Clementine e sua madre arrivarono all'aeroporto di Fiumicino dopo tre ore di viaggio in auto.
Clem era ai check-in dove avrebbe dovuto salutare la mamma. Non la avrebbe rivista per molto, molto tempo...
- Clementine, mi mancherai tanto. Spero che tu possa stare meglio da tuo padre... ma se senti il bisogno di tornare a casa, chiamami e ti verrò a prendere subito! Promesso? - la prese per le guance.
- Promesso. Grazie, mamma. - le rivolse un sorriso, abbracciandola con amore.
- Di' ai nonni e agli zii che mi mancheranno... e anche tu mi mancherai, ma'.
Sta certa che starò bene. - Clem prese la sua valige e si sistemò lo zaino in spalla.
- Ti voglio bene, Clementine. Buon viaggio! - la salutò la mamma con le lacrime agli occhi, ma con un sorriso di incoraggiamento.
Clem le sorrise ancora una volta per poi mettersi in fila per il check - in ed infine dirigersi prima a posare il suo bagaglio ai nastri trasportatori per poi salire sull'aereo.
In realtà dovette attendere un paio d'ore prima di salire, ma sono cose che capitano.
Trovato il suo sedile, la ragazza parlò con la hostess che la doveva accompagnare per tutto il volo per poi mettersi più comoda.
Mise il cellulare in modalità off-line e prese un libro dallo zaino, svagandosi a leggere.
Mentre la gente si spintonava per raggiungere i sedili, una voce parlò dalla sala comandi.
- Si prega di allacciare le cinture di sicurezza, stiamo per decollare. - disse il megafono.
- Grande!

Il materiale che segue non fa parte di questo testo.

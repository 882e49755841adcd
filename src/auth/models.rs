//! Authentication Models
//!
//! Wire types exchanged with the gateway's `/auth/login` endpoint.

use std::fmt;

use serde::{Deserialize, Serialize};

/// Login request payload
#[derive(Clone, Serialize, Deserialize, PartialEq, Eq)]
pub struct Credentials {
    pub email: String,
    pub password: String,
}

impl Credentials {
    pub fn new(email: impl Into<String>, password: impl Into<String>) -> Self {
        Self {
            email: email.into(),
            password: password.into(),
        }
    }
}

impl fmt::Debug for Credentials {
    fn fmt(&self, f: &mut fmt::Formatter<'_>) -> fmt::Result {
        f.debug_struct("Credentials")
            .field("email", &self.email)
            .field("password", &"<redacted>")
            .finish()
    }
}

/// Token bundle returned after successful authentication
#[derive(Debug, Clone, Serialize, Deserialize, PartialEq, Eq)]
pub struct TokenBundle {
    pub access_token: String,
    /// Issued by the gateway but never used by this frontend
    #[allow(dead_code)]
    pub refresh_token: String,
    pub token_type: String,
    pub user_id: i64,
    /// Lifetime of the access token in seconds
    pub expires_in: u64,
}

#[cfg(test)]
mod tests {
    use super::*;

    #[test]
    fn test_token_bundle_parses_login_response() {
        let body = r#"{
            "access_token": "acc",
            "refresh_token": "ref",
            "token_type": "bearer",
            "user_id": 7,
            "expires_in": 900
        }"#;

        let bundle: TokenBundle = serde_json::from_str(body).unwrap();

        assert_eq!(bundle.access_token, "acc");
        assert_eq!(bundle.user_id, 7);
        assert_eq!(bundle.expires_in, 900);
    }

    #[test]
    fn test_credentials_debug_hides_password() {
        let credentials = Credentials::new("a@b.c", "hunter2");
        let printed = format!("{:?}", credentials);

        assert!(printed.contains("a@b.c"));
        assert!(!printed.contains("hunter2"));
    }
}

Oh...ehm... scusami. Non volevo gridarti nell'orecchio. - si scusó imbarazzata Clem con il giovane uomo che si era seduto accanto a lei qualche minuto prima.
- Non ti preoccupare. - la rassicuró con un sorriso.

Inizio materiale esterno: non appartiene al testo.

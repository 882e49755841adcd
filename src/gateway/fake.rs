//! Scripted in-memory gateway for tests.

use std::collections::VecDeque;
use std::sync::Mutex;

use async_trait::async_trait;

use super::{GatewayApi, GatewayError, GatewayHealth};
use crate::auth::models::{Credentials, TokenBundle};
use crate::recommend::models::{JobStatusResponse, Mode, RecommendationBody, SubmitResponse};

/// A scripted reply: the payload, or the HTTP status the gateway answered with
pub type Reply<T> = Result<T, u16>;

#[derive(Debug, Clone, PartialEq)]
pub enum Call {
    Login { email: String },
    Submit { mode: Mode, body: RecommendationBody, bearer: String },
    JobStatus { job_id: String, bearer: String },
    Health,
}

/// Replies are consumed in order; the last job status reply repeats forever.
#[derive(Default)]
pub struct FakeGateway {
    login: Mutex<Option<Reply<TokenBundle>>>,
    submit: Mutex<Option<Reply<SubmitResponse>>>,
    statuses: Mutex<VecDeque<Reply<JobStatusResponse>>>,
    health: Mutex<Option<Reply<GatewayHealth>>>,
    calls: Mutex<Vec<Call>>,
}

impl FakeGateway {
    pub fn new() -> Self {
        Self::default()
    }

    pub fn with_login(self, reply: Reply<TokenBundle>) -> Self {
        *self.login.lock().unwrap() = Some(reply);
        self
    }

    pub fn with_submit(self, reply: Reply<SubmitResponse>) -> Self {
        *self.submit.lock().unwrap() = Some(reply);
        self
    }

    pub fn with_statuses(self, replies: Vec<Reply<JobStatusResponse>>) -> Self {
        *self.statuses.lock().unwrap() = replies.into();
        self
    }

    pub fn with_health(self, reply: Reply<GatewayHealth>) -> Self {
        *self.health.lock().unwrap() = Some(reply);
        self
    }

    pub fn calls(&self) -> Vec<Call> {
        self.calls.lock().unwrap().clone()
    }

    pub fn status_calls(&self) -> usize {
        self.calls()
            .iter()
            .filter(|call| matches!(call, Call::JobStatus { .. }))
            .count()
    }

    fn record(&self, call: Call) {
        self.calls.lock().unwrap().push(call);
    }

    fn reply<T: Clone>(slot: &Mutex<Option<Reply<T>>>) -> Result<T, GatewayError> {
        match slot.lock().unwrap().clone() {
            Some(Ok(value)) => Ok(value),
            Some(Err(code)) => Err(GatewayError::Status(code)),
            None => Err(GatewayError::Status(500)),
        }
    }
}

pub fn token_bundle(access_token: &str, user_id: i64) -> TokenBundle {
    TokenBundle {
        access_token: access_token.to_string(),
        refresh_token: format!("{}-refresh", access_token),
        token_type: "bearer".to_string(),
        user_id,
        expires_in: 900,
    }
}

#[async_trait]
impl GatewayApi for FakeGateway {
    async fn login(&self, credentials: &Credentials) -> Result<TokenBundle, GatewayError> {
        self.record(Call::Login {
            email: credentials.email.clone(),
        });
        Self::reply(&self.login)
    }

    async fn submit(
        &self,
        mode: Mode,
        body: &RecommendationBody,
        bearer: &str,
    ) -> Result<SubmitResponse, GatewayError> {
        self.record(Call::Submit {
            mode,
            body: body.clone(),
            bearer: bearer.to_string(),
        });
        Self::reply(&self.submit)
    }

    async fn job_status(
        &self,
        job_id: &str,
        bearer: &str,
    ) -> Result<JobStatusResponse, GatewayError> {
        self.record(Call::JobStatus {
            job_id: job_id.to_string(),
            bearer: bearer.to_string(),
        });
        let mut statuses = self.statuses.lock().unwrap();
        let reply = if statuses.len() > 1 {
            statuses.pop_front()
        } else {
            statuses.front().cloned()
        };
        match reply {
            Some(Ok(status)) => Ok(status),
            Some(Err(code)) => Err(GatewayError::Status(code)),
            None => Err(GatewayError::Status(404)),
        }
    }

    async fn health(&self) -> Result<GatewayHealth, GatewayError> {
        self.record(Call::Health);
        Self::reply(&self.health)
    }
}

- Sono Gabriele, piacere di conoscerti. - il giovane le tese la mano in segno di saluto.
- Clementine, piacere mio. - gli strinse la mano.
"Sembra molto simpatico." pensò felice.
- Dove andrai quando arriverai negli Stati Uniti? - le domandò curioso.
- In Virginia, da mio padre. Tu? -
- Anch'io in Virginia.
Sono tornato in Italia per rivedere la mia famiglia. - diede un'occhiata fuori dal finestrino prima di riprendere la conversazione.
- Quanto mi mancherà questo posto. - commentò molto serenamente.
- Anche a me dispiace andarmene... - sospirò la ragazza.
- E allora perché te ne vai? Hai la fortuna di vivere in uno dei Paesi più belli del mondo! -
- Lo so, ma... bhe, diciamo che quando hai parecchi problemi, ti è difficile vedere il lato positivo. - si giustificò.
Gabriele incrociò le braccia, facendo di no con la testa.
- Tutti noi abbiamo i nostri problemi, mica possiamo scappare da essi?
Immagino però che tu abbia già provato a risolverli, non è vero? -.
Clem annuì.
- Vero. Però hai comunque ragione. - gli fece un sorrisetto.
L'altro le sorrise un po' imbarazzato. Girandosi i pollici, cercò di trovare un modo di continuare quella conversazione.
Gli si illuminarono gli occhi nel vedere la copertina del libro di Clementine.
- Sherlock Holmes? -
- L'unico e solo. - e con piacere presero a parlare.
Parlando parlando, passarono le prime quattro ore di viaggio. E il sonno prese entrambi.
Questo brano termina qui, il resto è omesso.